Portland Green Urban Farm and Nursery
This Project involved in applying the CPUL framework within a wider scale masterplan regeneration in order to explore and articulate the benefits of integrating CPULs into unsustainable communities.
Continuous Productive Urban Landscapes (CPUL) is a termed coined by Architects Katrin Bohn and André Viljoen in 1998 as a coherent strategy for the introduction of interlinked productive landscapes into cities bring new sustainable urban infrastructure into fruition whilst supporting a redefinition of open urban green spaces.
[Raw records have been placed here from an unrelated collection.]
/// Run every credential check on the resource's users. Needs no API access.
pub fn validate_users(resource: &DatabaseResourceConfig) -> Vec<Diagnostic> {
    let address = resource.address();
    resource
        .users
        .iter()
        .filter_map(|u| u.to_user().validate().err())
        .map(|e| Diagnostic::new(&address, DiagnosticKind::User, e))
        .collect()
}

/// Every check that needs no API access: users, admin password and allowlist entries.
pub fn validate_offline(resource: &DatabaseResourceConfig) -> Vec<Diagnostic> {
    let address = resource.address();
    let mut diagnostics = validate_users(resource);

    if let Some(password) = &resource.admin_password {
        if !ADMIN_PASSWORD_LEN.contains(&password.chars().count()) {
            diagnostics.push(Diagnostic::new(
                &address,
                DiagnosticKind::User,
                format!(
                    "expected length of adminpassword to be in the range ({} - {})",
                    ADMIN_PASSWORD_LEN.start(),
                    ADMIN_PASSWORD_LEN.end()
                ),
            ));
        }
    }

    for entry in resource.allowlist.iter().flatten() {
        diagnostics.extend(
            entry
                .violations()
                .into_iter()
                .map(|v| Diagnostic::new(&address, DiagnosticKind::Config, v)),
        );
    }

    diagnostics
}

/// Compare desired group blocks with live groups and validate every changed dimension.
pub fn plan_groups(
    address: &str,
    desired: &[GroupConfig],
    live: &[Group],
) -> (Vec<PlannedChange>, Vec<Diagnostic>) {
    let mut changes = Vec::new();
    let mut diagnostics = Vec::new();
    let mut seen = HashSet::new();

    for wanted in desired {
        if !seen.insert(wanted.group_id.as_str()) {
            diagnostics.push(Diagnostic::new(
                address,
                DiagnosticKind::Config,
                format!("group {} is configured more than once", wanted.group_id),
            ));
            continue;
        }
        let Some(current) = live.iter().find(|g| g.id == wanted.group_id) else {
            diagnostics.push(Diagnostic::new(
                address,
                DiagnosticKind::Scaling,
                format!("{} is not a valid group for this deployment", wanted.group_id),
            ));
            continue;
        };

        let normalized = current.per_member();
        // Replaced by the requested member count once that change validates.
        let mut node_count = current.member_count();
        let mut dimension_changes = Vec::new();

        for kind in GroupResourceKind::ALL {
            let Some(requested) = wanted.requested(kind) else {
                continue;
            };
            let Some(resource) = normalized.resource(kind) else {
                diagnostics.push(Diagnostic::new(
                    address,
                    DiagnosticKind::Scaling,
                    format!("{} group does not support {} scaling", wanted.group_id, kind),
                ));
                continue;
            };
            if requested == resource.allocation {
                continue;
            }

            match validate_group_scaling(&wanted.group_id, kind.name(), requested, resource, node_count) {
                Ok(()) => {
                    if kind == GroupResourceKind::Members {
                        node_count = requested;
                    }
                    dimension_changes.push(DimensionChange {
                        kind,
                        from: resource.allocation,
                        to: requested,
                    });
                }
                Err(e) => diagnostics.push(Diagnostic::new(address, DiagnosticKind::Scaling, e)),
            }
        }

        let flavor_change = wanted
            .host_flavor
            .as_ref()
            .filter(|f| current.host_flavor.as_ref().map(|h| &h.id) != Some(*f))
            .cloned();

        if dimension_changes.is_empty() && flavor_change.is_none() {
            continue;
        }

        let mut overflowed = false;
        let mut total = |kind: GroupResourceKind| {
            let change = dimension_changes.iter().find(|c| c.kind == kind)?;
            let value = change.to.checked_mul(node_count);
            if value.is_none() {
                overflowed = true;
                diagnostics.push(Diagnostic::new(
                    address,
                    DiagnosticKind::Scaling,
                    format!(
                        "{} group {} total for {} members is out of range",
                        wanted.group_id, kind, node_count
                    ),
                ));
            }
            value
        };
        let memory_mb = total(GroupResourceKind::Memory);
        let disk_mb = total(GroupResourceKind::Disk);
        let cpu_count = total(GroupResourceKind::Cpu);
        if overflowed {
            continue;
        }
        let scaling = GroupScaling {
            members: dimension_changes
                .iter()
                .find(|c| c.kind == GroupResourceKind::Members)
                .map(|c| c.to),
            memory_mb,
            disk_mb,
            cpu_count,
            host_flavor: flavor_change,
        };
        changes.push(PlannedChange::ScaleGroup {
            group_id: wanted.group_id.clone(),
            scaling,
            changes: dimension_changes,
        });
    }

    (changes, diagnostics)
}

/// Tags to attach and detach, in desired and attached order respectively.
pub fn diff_tags(desired: &[String], attached: &[String]) -> (Vec<String>, Vec<String>) {
    let attached_set: HashSet<&str> = attached.iter().map(String::as_str).collect();
    let desired_set: HashSet<&str> = desired.iter().map(String::as_str).collect();

    let mut seen = HashSet::new();
    let attach = desired
        .iter()
        .filter(|t| !attached_set.contains(t.as_str()) && seen.insert(t.as_str()))
        .cloned()
        .collect();
    let detach = attached
        .iter()
        .filter(|t| !desired_set.contains(t.as_str()))
        .cloned()
        .collect();
    (attach, detach)
}

/// Allowlist entries to remove and to add. Entries are matched on address and description.
pub fn diff_allowlist(
    desired: &[AllowlistEntry],
    live: &[AllowlistEntry],
) -> (Vec<AllowlistEntry>, Vec<AllowlistEntry>) {
    let live_set: HashSet<&AllowlistEntry> = live.iter().collect();
    let desired_set: HashSet<&AllowlistEntry> = desired.iter().collect();

    let remove = live
        .iter()
        .filter(|e| !desired_set.contains(e))
        .cloned()
        .collect();
    let mut seen = HashSet::new();
    let add = desired
        .iter()
        .filter(|e| !live_set.contains(e) && seen.insert(*e))
        .cloned()
        .collect();
    (remove, add)
}

/// User changes against the recorded fingerprints, plus the record to save after apply.
///
/// Users whose fingerprint is unchanged are skipped. Recorded users absent from
/// the configuration are deleted, unless some user block could not be read.
pub fn plan_users(
    resource: &DatabaseResourceConfig,
    recorded: Option<&ResourceState>,
) -> (Vec<PlannedChange>, Vec<UserRecord>) {
    let mut changes = Vec::new();
    let mut records = Vec::new();

    for config in &resource.users {
        let user = config.to_user();
        let record = UserRecord::from_user(&user);
        let unchanged = recorded
            .and_then(|r| r.user(&record.user_type, &record.name))
            .is_some_and(|r| r.fingerprint == record.fingerprint);
        if !unchanged {
            changes.push(PlannedChange::UpsertUser(user));
        }
        records.push(record);
    }

    let Some(recorded) = recorded else {
        return (changes, records);
    };
    if resource.has_unknown_users() {
        // Keep records for users that may still be configured.
        for old in &recorded.users {
            if !records.iter().any(|r| r.user_type == old.user_type && r.name == old.name) {
                records.push(old.clone());
            }
        }
        return (changes, records);
    }
    for old in &recorded.users {
        let configured = resource
            .users
            .iter()
            .any(|u| u.user_type == old.user_type && u.name == old.name);
        if !configured {
            changes.push(PlannedChange::DeleteUser {
                user_type: UserType::from(old.user_type.as_str()),
                username: old.name.clone(),
            });
        }
    }
    (changes, records)
}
The concept emerged out of studies and research involved in exploring the role of Urban Agriculture with primary interests in creating an infrastructural urbanism, reducing the environmental impact of Architecture which was influenced by ecological footprint print and revised discussion of Public open spaces. Urban Agriculture is slowly blossoming as a driver for developing new types of urban spaces and buildings by Architects and Designers due to its environmental benefits and, such as reducing the energy to produce and distribute food, whilst preserving bio-diversity; closing waste cycles and improving social spatial aspect of urban spaces. This research project applies the CPULs into the Urban fabric of Newcastle to address the cultivation of socially and environmentally unsustainable communities within Newcastle, as a result of de-studentification. The CPUL will be applied within an area in Newcastle that has been inflicted by de- studentification, essentially becoming a blueprint for other communities which bare similar difficulties.
This project proposes the integration of a urban farm and nursery as part of ths CPUL in a Masterplan regeneration in the student village of Portland Green. The project seeks to articulate why urban agriculture must be embedded as as a essential driver for architects and designers due to its ability to address both social and environmental aspects.